As ofensivas mensagens do passado estão na pauta também. Manifestações de racismo explícito nos livros de Monteiro Lobato, manifestações de empoderamento ao tempo do nazismo, posições homofóbicas escancaradas por Che Guevara, as pautas politicamente corretas de hoje se transformaram em estruturas inquisitoriais do passado e do presente, talvez na esperança de controlar os corações e mentes, tarefa difícil e inglória, devo dizer.

Enfio a mão no meio da poeira do tempo e puxo outro Raphael Bordalo Pinheiro, igualmente impróprio para as mentes menores de hoje. Parece que a menoridade intelectual se transformou no padrão atual. Uma indignidade sem tamanho em favor da ignorância sob o manto da moralidade identitária.

Falso moralismo passado alegria

Hoje a historiografia reconhece a importância histórica, política e cultural de D. Pedro II. Não sem razão, Fernando Henrique Cardoso quando assumiu a presidência reconheceu que se inspirava no último imperador do Império e a forma imperial aparentemente culta e sofisticada se tornou uma ambição para os políticos depois de Fernando Henrique, muito embora o que lhe seguiu os passos, sem os adornos intelectuais, foi buscar títulos honoris causa pelo mundo afora. O que importava era o manto reluzente do trono, ainda que populista.

Quando D. Pedro II fez uma grande viagem pela Europa, Raphael Bordalo Pinheiro não se fez de rogado com o poder do mecenas que ostentava um reino nas terras de Vera Cruz.

Apontamentos de Raphael Bordalo Pinheiro sobre a picaresca viagem do Imperador de Raslib pela Europa da autoria de Raphael Bordalo Pinheiro foi publicado em Lisboa, no ano de 1872, com um total de 14 páginas. Pertence à rede de Bibliotecas Municipais de Lisboa e é considerado uma “raridade bibliográfica”.

Tanto a elegância em zoar com o imperador do Brasil quando a aceitação elegante do mesmo mostra que em outros tempos a comédia não se confundia com a tragédia nem com a ofensa.
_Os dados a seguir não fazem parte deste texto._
//! # Rendering
//!
//! A small forward renderer: one instanced draw for the node cubes, one for
//! the arrows, and a screen-space reticle on top. Nodes are flat shaded, with
//! the dragged node highlighted.

pub mod render_engine;

pub use render_engine::{ArrowVertex, CameraUniform, MeshVertex, RenderEngine};
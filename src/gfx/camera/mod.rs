//! # Viewpoint and Controls
//!
//! The [`Viewpoint`] is the camera: it drives rendering, is the origin of the
//! pick ray, and is the container dragged nodes ride along in. [`Controls`]
//! move it, either from the keyboard and pointer (desktop) or from a tracked
//! headset.

pub mod controls;
pub mod viewpoint;

pub use controls::{
    detect_capability, Controls, DesktopControls, HeadPose, HeadsetControls, HeadsetDevice,
    HeadsetProbe, InputState, MovementKey, NoHeadset,
};
pub use viewpoint::Viewpoint;
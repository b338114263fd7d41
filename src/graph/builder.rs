//! # Graph Builder
//!
//! Turns a [`ResourceDescriptor`] into a [`Graph`]:
//!
//! 1. Normalize the descriptor into a [`ResourceLayout`]
//! 2. Create one node per resource, awaiting its icon texture
//! 3. Wire every edge once all nodes exist
//!
//! Node creation is sequential, so by the time edges are processed every
//! node an edge can name is already registered. A texture that fails to load
//! only costs that node its icon; an edge naming an unknown resource fails
//! the whole build.

use cgmath::Vector3;
use rand::{rngs::StdRng, Rng, SeedableRng};

use super::{
    arrow::ArrowGeometry,
    descriptor::{Placement, ResourceDescriptor, ResourceKey, ResourceLayout},
    icons::IconResolver,
    node::Node,
    Graph, NodeId,
};
use crate::{
    config::SceneConfig,
    error::GraphError,
    gfx::resources::{IconTexture, TextureLoader},
};

pub struct GraphBuilder<'a, L: TextureLoader + ?Sized> {
    config: &'a SceneConfig,
    loader: &'a L,
    resolver: IconResolver,
}

impl<'a, L: TextureLoader + ?Sized> GraphBuilder<'a, L> {
    pub fn new(config: &'a SceneConfig, loader: &'a L) -> Self {
        Self {
            config,
            loader,
            resolver: IconResolver::new(config.icon_base_path.clone()),
        }
    }

    /// Builds the complete graph, or fails without returning any part of it.
    pub async fn build(&self, descriptor: &ResourceDescriptor) -> Result<Graph, GraphError> {
        let layout = descriptor.normalize()?;
        self.build_layout(&layout).await
    }

    pub async fn build_layout(&self, layout: &ResourceLayout) -> Result<Graph, GraphError> {
        let mut rng = match self.config.seed {
            Some(seed) => StdRng::seed_from_u64(seed),
            None => StdRng::from_os_rng(),
        };

        let mut graph = Graph::new();
        let mut missing_icons = 0;

        for entry in &layout.entries {
            let icon_path = self.resolver.resolve(&entry.name);
            let texture = self.load_texture(&icon_path).await;
            if texture.is_none() && !icon_path.is_empty() {
                missing_icons += 1;
            }

            let position = self.initial_position(entry.placement, &mut rng);
            graph.add_node(Node::new(
                entry.id,
                entry.name.clone(),
                icon_path,
                texture,
                position,
            ));
        }

        for (tail_key, head_key) in &layout.edges {
            let tail = resolve_endpoint(&graph, tail_key, tail_key, head_key)?;
            let head = resolve_endpoint(&graph, head_key, tail_key, head_key)?;

            let geometry = ArrowGeometry::between(
                position_of(&graph, tail),
                position_of(&graph, head),
                self.config.cone_length,
            );
            graph.connect(tail, head, self.config.arrow_color, geometry);
        }

        log::info!(
            "Built resource graph: {} nodes, {} edges ({} icons missing)",
            graph.node_count(),
            graph.arrow_count(),
            missing_icons
        );

        Ok(graph)
    }

    async fn load_texture(&self, icon_path: &str) -> Option<IconTexture> {
        if icon_path.is_empty() {
            return None;
        }

        match self.loader.load(icon_path).await {
            Ok(texture) => Some(texture),
            Err(err) => {
                log::warn!("Continuing without icon: {}", err);
                None
            }
        }
    }

    fn initial_position(&self, placement: Placement, rng: &mut StdRng) -> Vector3<f32> {
        match placement {
            Placement::Scattered => {
                let extent = self.config.scatter_extent;
                Vector3::new(
                    rng.random::<f32>() * extent,
                    rng.random::<f32>() * extent,
                    rng.random::<f32>() * extent,
                )
            }
            Placement::Planar { x, y } => {
                let scale = self.config.coordinate_scale;
                Vector3::new(
                    x as f32 * scale,
                    y as f32 * scale + self.config.coordinate_height,
                    0.0,
                )
            }
        }
    }
}

fn resolve_endpoint(
    graph: &Graph,
    key: &ResourceKey,
    tail: &ResourceKey,
    head: &ResourceKey,
) -> Result<NodeId, GraphError> {
    graph
        .find(key)
        .ok_or_else(|| GraphError::UnresolvedEndpoint {
            tail: tail.to_string(),
            head: head.to_string(),
            missing: key.to_string(),
        })
}

fn position_of(graph: &Graph, id: NodeId) -> Vector3<f32> {
    graph
        .node(id)
        .map(|node| node.transform.position)
        .unwrap_or_else(|| Vector3::new(0.0, 0.0, 0.0))
}

#[cfg(test)]
mod tests {
    use super::*;
    use crate::error::AssetLoadError;
    use cgmath::InnerSpace;
    use futures::executor::block_on;
    use futures::future::{BoxFuture, FutureExt};
    use std::sync::Mutex;

    /// Serves a solid texture for every path except those containing `fail_on`.
    struct MemoryLoader {
        fail_on: Option<&'static str>,
        requests: Mutex<Vec<String>>,
    }

    impl MemoryLoader {
        fn new() -> Self {
            Self {
                fail_on: None,
                requests: Mutex::new(Vec::new()),
            }
        }

        fn failing_on(fragment: &'static str) -> Self {
            Self {
                fail_on: Some(fragment),
                ..Self::new()
            }
        }

        fn requests(&self) -> Vec<String> {
            self.requests.lock().unwrap().clone()
        }
    }

    impl TextureLoader for MemoryLoader {
        fn load<'a>(&'a self, path: &'a str) -> BoxFuture<'a, Result<IconTexture, AssetLoadError>> {
            async move {
                self.requests.lock().unwrap().push(path.to_string());
                match self.fail_on {
                    Some(fragment) if path.contains(fragment) => {
                        Err(AssetLoadError::Missing(path.to_string()))
                    }
                    _ => Ok(IconTexture::solid(path, [255, 255, 255, 255])),
                }
            }
            .boxed()
        }
    }

    const TERRAFORM_GRAPH: &str = r#"{
        "objects": [
            {"_gvid": 0, "name": "[root] root"},
            {"_gvid": 1, "name": "[root] google_compute_instance.vm_instance"},
            {"_gvid": 2, "name": "[root] google_compute_network.vpc_network"},
            {"_gvid": 3, "name": "[root] provider.google"},
            {"_gvid": 4, "name": "[root] google_project.my_project"}
        ],
        "edges": [
            {"tail": 0, "head": 1},
            {"tail": 1, "head": 2},
            {"tail": 1, "head": 3},
            {"tail": 2, "head": 3},
            {"tail": 4, "head": 3},
            {"tail": 1, "head": 2}
        ]
    }"#;

    fn build(json: &str, config: &SceneConfig, loader: &MemoryLoader) -> Result<Graph, GraphError> {
        let descriptor = ResourceDescriptor::from_json(json)?;
        block_on(GraphBuilder::new(config, loader).build(&descriptor))
    }

    fn node_named<'g>(graph: &'g Graph, name: &str) -> (NodeId, &'g Node) {
        let id = graph.find_by_name(name).unwrap();
        (id, graph.node(id).unwrap())
    }

    #[test]
    fn test_one_node_per_resource_and_paired_lists() {
        let config = SceneConfig::default().with_seed(1);
        let graph = build(TERRAFORM_GRAPH, &config, &MemoryLoader::new()).unwrap();

        assert_eq!(graph.node_count(), 4);
        assert_eq!(graph.arrow_count(), 5);
        for (_, node) in graph.nodes() {
            assert_eq!(node.edges_out().len(), node.arrows_out().len());
            assert_eq!(node.edges_in().len(), node.arrows_in().len());
        }
    }

    #[test]
    fn test_each_edge_occurrence_is_recorded_once() {
        let config = SceneConfig::default().with_seed(1);
        let graph = build(TERRAFORM_GRAPH, &config, &MemoryLoader::new()).unwrap();

        let (vm, vm_node) = node_named(&graph, "google_compute_instance.vm_instance");
        let (net, net_node) = node_named(&graph, "google_compute_network.vpc_network");
        let (provider, provider_node) = node_named(&graph, "provider.google");

        assert_eq!(vm_node.edges_out(), &[net, provider, net]);
        assert_eq!(net_node.edges_in(), &[vm, vm]);
        assert_eq!(provider_node.edges_in().len(), 3);
        assert_eq!(
            provider_node.edges_in().iter().filter(|&&n| n == vm).count(),
            1
        );
    }

    #[test]
    fn test_arrow_geometry_follows_node_positions() {
        let config = SceneConfig::default().with_seed(3);
        let graph = build(TERRAFORM_GRAPH, &config, &MemoryLoader::new()).unwrap();

        for (_, arrow) in graph.arrows() {
            let tail = graph.node(arrow.tail).unwrap().transform.position;
            let head = graph.node(arrow.head).unwrap().transform.position;
            let distance = (head - tail).magnitude();

            assert_eq!(arrow.geometry.origin, tail);
            assert!((arrow.geometry.shaft_length - (distance - 0.5).max(0.0)).abs() < 1e-4);
            assert_eq!(arrow.geometry.cone_width, 0.25);
            assert_eq!(arrow.color, 0xff0000);
        }
    }

    #[test]
    fn test_seeded_scatter_is_deterministic_and_bounded() {
        let config = SceneConfig::default().with_seed(42);
        let first = build(TERRAFORM_GRAPH, &config, &MemoryLoader::new()).unwrap();
        let second = build(TERRAFORM_GRAPH, &config, &MemoryLoader::new()).unwrap();

        for ((_, a), (_, b)) in first.nodes().zip(second.nodes()) {
            assert_eq!(a.transform.position, b.transform.position);
            let p = a.transform.position;
            for c in [p.x, p.y, p.z] {
                assert!((0.0..10.0).contains(&c));
            }
        }
    }

    #[test]
    fn test_coordinate_placement() {
        let config = SceneConfig::default();
        let graph = build(
            r#"{
                "google_compute_network.vpc_network": {"x": 20, "y": 40},
                "google_compute_instance.vm_instance": {"x": -20, "y": 0, "next": ["google_compute_network.vpc_network"]}
            }"#,
            &config,
            &MemoryLoader::new(),
        )
        .unwrap();

        let (net, net_node) = node_named(&graph, "google_compute_network.vpc_network");
        let (_, vm_node) = node_named(&graph, "google_compute_instance.vm_instance");

        assert!((net_node.transform.position - Vector3::new(1.0, 3.0, 0.0)).magnitude() < 1e-5);
        assert!((vm_node.transform.position - Vector3::new(-1.0, 1.0, 0.0)).magnitude() < 1e-5);
        assert_eq!(vm_node.edges_out(), &[net]);
    }

    #[test]
    fn test_unresolved_endpoint_aborts_build() {
        let config = SceneConfig::default();
        let result = build(
            r#"{"vm": {"x": 0, "y": 0, "next": ["ghost"]}}"#,
            &config,
            &MemoryLoader::new(),
        );

        match result {
            Err(GraphError::UnresolvedEndpoint { missing, .. }) => assert!(missing.contains("ghost")),
            other => panic!("expected UnresolvedEndpoint, got {:?}", other.map(|g| g.node_count())),
        }
    }

    #[test]
    fn test_unresolved_gvid_aborts_build() {
        let config = SceneConfig::default().with_seed(0);
        let result = build(
            r#"{"objects": [{"_gvid": 1, "name": "a"}], "edges": [{"tail": 1, "head": 9}]}"#,
            &config,
            &MemoryLoader::new(),
        );

        assert!(matches!(result, Err(GraphError::UnresolvedEndpoint { .. })));
    }

    #[test]
    fn test_failed_icon_keeps_node() {
        let config = SceneConfig::default().with_seed(5);
        let loader = MemoryLoader::failing_on("Compute_Engine");
        let graph = build(TERRAFORM_GRAPH, &config, &loader).unwrap();

        let (_, vm) = node_named(&graph, "google_compute_instance.vm_instance");
        let (_, provider) = node_named(&graph, "provider.google");
        assert!(vm.texture.is_none());
        assert!(vm.icon_path.ends_with("Compute/Compute_Engine.png"));
        assert!(provider.texture.is_some());
        assert_eq!(graph.node_count(), 4);
    }

    #[test]
    fn test_empty_name_skips_texture_load() {
        let config = SceneConfig::default().with_seed(5);
        let loader = MemoryLoader::new();
        let graph = build(
            r#"{"objects": [{"_gvid": 1, "name": "[root] "}, {"_gvid": 2, "name": "mystery.thing"}]}"#,
            &config,
            &loader,
        )
        .unwrap();

        assert_eq!(graph.node_count(), 2);
        assert_eq!(loader.requests(), vec!["img/gcp_icons/Extras/Generic_GCP.png".to_string()]);
        let blank = graph.node(graph.find(&ResourceKey::Id(1)).unwrap()).unwrap();
        assert!(blank.icon_path.is_empty() && blank.texture.is_none());
    }
}
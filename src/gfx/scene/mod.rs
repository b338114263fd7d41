//! # Scene Management
//!
//! The [`Scene`] is the render root: it owns the resource graph, the
//! viewpoint and the theme, and tracks which container each node currently
//! belongs to.
//!
//! ## Containers
//!
//! - the **world root**, whose local space is world space
//! - the **viewpoint**, which nodes join while being dragged
//!
//! A node is in at most one of them at a time. Render traversal
//! ([`Scene::node_instances`], [`Scene::arrow_instances`]) covers both.

pub mod scene;

pub use scene::Scene;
Não é de hoje que aqueles que ostentam algum poder político, intelectual, financeiro, dentre outros, sentem cada ofensa como um acinte que precisa ser revidado.

Vivemos um tempo regido pelo pseudo moralismo numa vergência dessa força ancorada nos discursos e nas legislações informais dos empoderados. A vergência engloba um redivivo moralismo vitoriano, uma caça persecutória típica dos nazistas contra toda diferença em nome de uma visão de mundo igualmente pseudo moralista e, no centro da vergência, o pseudo moralismo do pensamento da esquerda superficial tão vivo nas universidades.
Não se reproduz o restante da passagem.